Britain’s Home Office said Home Secretary Priti Patel and French Interior Minister Gerald Darmanin had agreed on the measure as part of efforts to make the route “unviable” for people smugglers. The agreement also will boost surveillance using “drones, radar equipment, optronic binoculars and fixed cameras,” the UK said.
It said the two countries had agreed to spend 31.4 million euros ($41 million) on the measures.
Migrants have long used northern France as a launching point to reach Britain – usually in trucks or on ferries – and the issue has long strained relations between the two countries.

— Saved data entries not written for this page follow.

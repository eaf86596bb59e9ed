//! Native asset route serving the hero model to the viewer.

use std::env;
use std::io;
use std::net::SocketAddr;
use std::path::PathBuf;
use std::sync::Arc;

use axum::extract::State;
use axum::http::{header, HeaderValue, StatusCode};
use axum::response::{IntoResponse, Response};
use axum::routing::get;
use axum::Router;
use thiserror::Error;
use tracing_subscriber::{layer::SubscriberExt, util::SubscriberInitExt, EnvFilter};

pub const MODEL_ROUTE: &str = "/api/model";
pub const MODEL_CONTENT_TYPE: &str = "model/gltf-binary";
pub const MODEL_CACHE_CONTROL: &str = "public, max-age=31536000, immutable";

const DEFAULT_ADDR: &str = "127.0.0.1:8080";
const DEFAULT_MODEL_PATH: &str = "public/models/hero.glb";

#[derive(Debug, Error)]
pub enum ServerError {
    #[error("invalid configuration: {0}")]
    Config(String),
    #[error("failed to bind {addr}: {source}")]
    Bind { addr: SocketAddr, source: io::Error },
    #[error("server error: {0}")]
    Serve(io::Error),
    #[error(transparent)]
    Io(#[from] io::Error),
}

fn parse_bool(raw: &str) -> Option<bool> {
    match raw.trim() {
        "1" | "true" | "TRUE" | "yes" | "YES" | "on" => Some(true),
        "0" | "false" | "FALSE" | "no" | "NO" | "off" => Some(false),
        _ => None,
    }
}

#[derive(Clone, Debug, PartialEq)]
pub struct ServerConfig {
    pub addr: SocketAddr,
    pub model_path: PathBuf,
    pub log_json: bool,
}

impl ServerConfig {
    pub fn from_env() -> Result<Self, ServerError> {
        Self::from_lookup(|name| env::var(name).ok())
    }

    /// Reads `HERO_VIEWER_*` settings through `lookup`. Unparseable
    /// booleans fall back to the default; an unparseable address does not.
    pub fn from_lookup(lookup: impl Fn(&str) -> Option<String>) -> Result<Self, ServerError> {
        let raw_addr = lookup("HERO_VIEWER_ADDR").unwrap_or_else(|| DEFAULT_ADDR.to_string());
        let addr = raw_addr
            .parse::<SocketAddr>()
            .map_err(|e| ServerError::Config(format!("HERO_VIEWER_ADDR={raw_addr}: {e}")))?;
        let model_path = lookup("HERO_VIEWER_MODEL_PATH")
            .filter(|p| !p.trim().is_empty())
            .map_or_else(|| PathBuf::from(DEFAULT_MODEL_PATH), PathBuf::from);
        let log_json = lookup("HERO_VIEWER_LOG_JSON").and_then(|v| parse_bool(&v)).unwrap_or(false);
        Ok(Self { addr, model_path, log_json })
    }
}

#[derive(Clone, Debug)]
pub struct AppState {
    model_path: Arc<PathBuf>,
}

impl AppState {
    pub fn new(model_path: impl Into<PathBuf>) -> Self {
        Self { model_path: Arc::new(model_path.into()) }
    }
}

pub fn build_router(state: AppState) -> Router {
    Router::new()
        .route(MODEL_ROUTE, get(model_handler))
        .route("/healthz", get(|| async { "ok" }))
        .with_state(state)
}

async fn model_handler(State(state): State<AppState>) -> Response {
    match tokio::fs::read(state.model_path.as_path()).await {
        Ok(bytes) => {
            tracing::debug!(bytes = bytes.len(), "serving model");
            (
                [
                    (header::CONTENT_TYPE, HeaderValue::from_static(MODEL_CONTENT_TYPE)),
                    (header::CACHE_CONTROL, HeaderValue::from_static(MODEL_CACHE_CONTROL)),
                ],
                bytes,
            )
                .into_response()
        }
        Err(err) if err.kind() == io::ErrorKind::NotFound => {
            tracing::warn!(path = %state.model_path.display(), "model file missing");
            StatusCode::NOT_FOUND.into_response()
        }
        Err(err) => {
            tracing::error!(path = %state.model_path.display(), error = %err, "model read failed");
            StatusCode::INTERNAL_SERVER_ERROR.into_response()
        }
    }
}

/// `RUST_LOG` filter, default `info`. Also captures `log` records.
pub fn init_tracing(json: bool) {
    let filter = EnvFilter::try_from_default_env().unwrap_or_else(|_| EnvFilter::new("info"));
    if json {
        tracing_subscriber::registry().with(filter).with(tracing_subscriber::fmt::layer().json()).init();
    } else {
        tracing_subscriber::registry().with(filter).with(tracing_subscriber::fmt::layer()).init();
    }
}

pub async fn wait_for_shutdown_signal() {
    #[cfg(unix)]
    {
        use tokio::signal::unix::{signal, SignalKind};
        match (signal(SignalKind::terminate()), signal(SignalKind::interrupt())) {
            (Ok(mut sigterm), Ok(mut sigint)) => {
                tokio::select! {
                    _ = sigterm.recv() => {}
                    _ = sigint.recv() => {}
                }
            }
            _ => {
                let _ = tokio::signal::ctrl_c().await;
            }
        }
    }
    #[cfg(not(unix))]
    {
        let _ = tokio::signal::ctrl_c().await;
    }
}

pub async fn run(config: ServerConfig) -> Result<(), ServerError> {
    let listener = tokio::net::TcpListener::bind(config.addr)
        .await
        .map_err(|source| ServerError::Bind { addr: config.addr, source })?;
    let local = listener.local_addr()?;
    if !config.model_path.exists() {
        tracing::warn!(path = %config.model_path.display(), "model file not present yet, the model route will answer 404");
    }
    tracing::info!(addr = %local, model = %config.model_path.display(), "asset server listening");

    axum::serve(listener, build_router(AppState::new(config.model_path)))
        .with_graceful_shutdown(wait_for_shutdown_signal())
        .await
        .map_err(ServerError::Serve)?;
    tracing::info!("asset server stopped");
    Ok(())
}

#[cfg(test)]
mod tests {
    use super::*;
    use std::collections::HashMap;

    fn lookup(pairs: &[(&str, &str)]) -> impl Fn(&str) -> Option<String> {
        let map: HashMap<String, String> = pairs.iter().map(|(k, v)| (k.to_string(), v.to_string())).collect();
        move |name| map.get(name).cloned()
    }

    #[test]
    fn defaults_without_environment() {
        let config = ServerConfig::from_lookup(lookup(&[])).unwrap();
        assert_eq!(config.addr, "127.0.0.1:8080".parse::<SocketAddr>().unwrap());
        assert_eq!(config.model_path, PathBuf::from("public/models/hero.glb"));
        assert!(!config.log_json);
    }

    #[test]
    fn overrides_and_lenient_booleans() {
        let config = ServerConfig::from_lookup(lookup(&[
            ("HERO_VIEWER_ADDR", "0.0.0.0:9000"),
            ("HERO_VIEWER_MODEL_PATH", "/srv/hero.glb"),
            ("HERO_VIEWER_LOG_JSON", "yes"),
        ]))
        .unwrap();
        assert_eq!(config.addr.port(), 9000);
        assert_eq!(config.model_path, PathBuf::from("/srv/hero.glb"));
        assert!(config.log_json);

        let config = ServerConfig::from_lookup(lookup(&[("HERO_VIEWER_LOG_JSON", "maybe")])).unwrap();
        assert!(!config.log_json);
    }

    #[test]
    fn bad_address_is_a_config_error() {
        let err = ServerConfig::from_lookup(lookup(&[("HERO_VIEWER_ADDR", "localhost")])).unwrap_err();
        assert!(matches!(err, ServerError::Config(_)), "{err}");
    }
}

Many migrants appear to have turned to small boats organised by smugglers during the coronavirus pandemic because virus restrictions have reduced traffic between France and Britain. More than 8,000 people have made the dangerous journey so far this year, up from about 1,800 in all of 2019.
Last month, a family from Iran, including two parents and their children aged 6 and 9, died when their boat capsized in the Channel. Their 15-month-old son is missing and presumed drowned.
Aid and human rights groups say the best way to stop the journeys is to provide safe routes for people to seek asylum in Britain.